A buffered solution was perfused at a constant flow rate (2 ml/min) through both iliac arteries in rat hindquarters. Perfusion pressures were measured in normal and collateralized vascular beds of the left and right hind-leg, respectively. Bolus injections of various agonists produced concentration-dependent increases in perfusion pressure in both collateralized and normal circulatory beds. Serotonin, in particular, and noradrenaline, to a lesser extent, produced more pronounced vasoconstriction on the collateral side than on the normal side. The difference in vasoreactivity to serotonin was related to a difference in both vascular structure and sensitivity of both types of vascular bed.
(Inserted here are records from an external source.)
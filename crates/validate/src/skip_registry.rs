// SPDX-License-Identifier: BUSL-1.1
// Copyright (c) 2026 Alfred Jean LLC

//! Filter rules (spec §4.4 "Filters"): built-in path/filename patterns plus
//! the user skip registry read from `<config>/skip.json` (spec §4.7).

use serde::Deserialize;
use std::path::{Path, PathBuf};

const BUILTIN_PATH_SEGMENTS: &[&str] =
    &["/vendor/", "/node_modules/", "/build/", "/.git/", "/dist/", "/__pycache__/", "/.cache/", "/target/", "/.next/"];

const BUILTIN_FILENAME_SUFFIXES: &[&str] = &[
    "_test", ".test", ".spec", ".generated", ".pb", ".gen", "_gen",
];

/// Does `file` match a built-in skip pattern (spec §4.4 item 2)?
///
/// Filename suffixes are checked against the stem before the final
/// extension: `foo_test.rs` matches `_test`, `foo.test.ts` matches `.test`.
pub fn matches_builtin(file: &Path) -> bool {
    let display = file.to_string_lossy().replace('\\', "/");
    if BUILTIN_PATH_SEGMENTS.iter().any(|segment| display.contains(segment)) {
        return true;
    }
    let Some(file_name) = file.file_name().and_then(|n| n.to_str()) else { return false };
    let stem = match file_name.rsplit_once('.') {
        Some((stem, _ext)) => stem,
        None => file_name,
    };
    BUILTIN_FILENAME_SUFFIXES.iter().any(|suffix| stem.ends_with(suffix))
}

#[derive(Debug, Clone, Default, Deserialize)]
#[serde(default)]
struct RawSkipRegistry {
    lint: Vec<String>,
    test: Vec<String>,
    all: Vec<String>,
}

/// User-maintained directory-level suppression rules (spec §4.7).
#[derive(Debug, Clone, Default)]
pub struct SkipRegistry {
    lint: Vec<String>,
    test: Vec<String>,
    all: Vec<String>,
}

impl SkipRegistry {
    /// Load `<config>/skip.json`. Missing or malformed file yields an empty
    /// registry (spec §4.7: "no suppression").
    pub fn load(config_dir: Option<&Path>) -> Self {
        let Some(config_dir) = config_dir else { return Self::default() };
        let Ok(raw) = std::fs::read_to_string(config_dir.join("skip.json")) else {
            return Self::default();
        };
        let Ok(parsed) = serde_json::from_str::<RawSkipRegistry>(&raw) else {
            return Self::default();
        };
        Self { lint: parsed.lint, test: parsed.test, all: parsed.all }
    }

    fn dir_matches(rules: &[String], dir: &Path) -> bool {
        let display = dir.to_string_lossy();
        rules.iter().any(|rule| display.contains(rule.as_str()))
    }

    pub fn skips_lint(&self, dir: &Path) -> bool {
        Self::dir_matches(&self.all, dir) || Self::dir_matches(&self.lint, dir)
    }

    pub fn skips_test(&self, dir: &Path) -> bool {
        Self::dir_matches(&self.all, dir) || Self::dir_matches(&self.test, dir)
    }
}

/// Directory to compare against the user skip registry for `file`.
pub fn containing_dir(file: &Path) -> PathBuf {
    file.parent().map(Path::to_path_buf).unwrap_or_else(|| PathBuf::from("."))
}

#[cfg(test)]
#[path = "skip_registry_tests.rs"]
mod tests;
// SPDX-License-Identifier: BUSL-1.1
// Copyright (c) 2026 Alfred Jean LLC

//! User-only permission mask helpers (spec §3.3 invariant: "All writes use
//! the user-only permission mask for regular files and group-excluded for
//! directories"). No-ops on non-Unix targets.

use std::path::Path;

#[cfg(unix)]
pub fn harden_file(path: &Path) {
    use std::os::unix::fs::PermissionsExt;
    if let Ok(metadata) = std::fs::metadata(path) {
        let mut perms = metadata.permissions();
        perms.set_mode(0o600);
        let _ = std::fs::set_permissions(path, perms);
    }
}

#[cfg(not(unix))]
pub fn harden_file(_path: &Path) {}

#[cfg(unix)]
pub fn harden_dir(path: &Path) {
    use std::os::unix::fs::PermissionsExt;
    if let Ok(metadata) = std::fs::metadata(path) {
        let mut perms = metadata.permissions();
        perms.set_mode(0o700);
        let _ = std::fs::set_permissions(path, perms);
    }
}

#[cfg(not(unix))]
pub fn harden_dir(_path: &Path) {}

/// Create `dir` (and ancestors) then apply the group-excluded directory
/// mask. Best-effort: an error here is swallowed by callers per spec §7
/// ("never block the host due to an internal defect").
pub fn ensure_dir(dir: &Path) -> std::io::Result<()> {
    std::fs::create_dir_all(dir)?;
    harden_dir(dir);
    Ok(())
}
Vasoconstriction induced by serotonin was inhibited by 5-HT 2 antagonists. Selective blockade of α 1, α 2, β 1-β 2 adrenoceptors and amine uptake blockade were ineffective. This study indicates that, in rat hind-legs, the collateralized vascular bed is superreactive to serotonin in comparison with the normal bed. This resetting of reactivity to serotonin is due to the specific vascular structure as well as to an increased 5-HT 2 receptor-mediated sensitivity.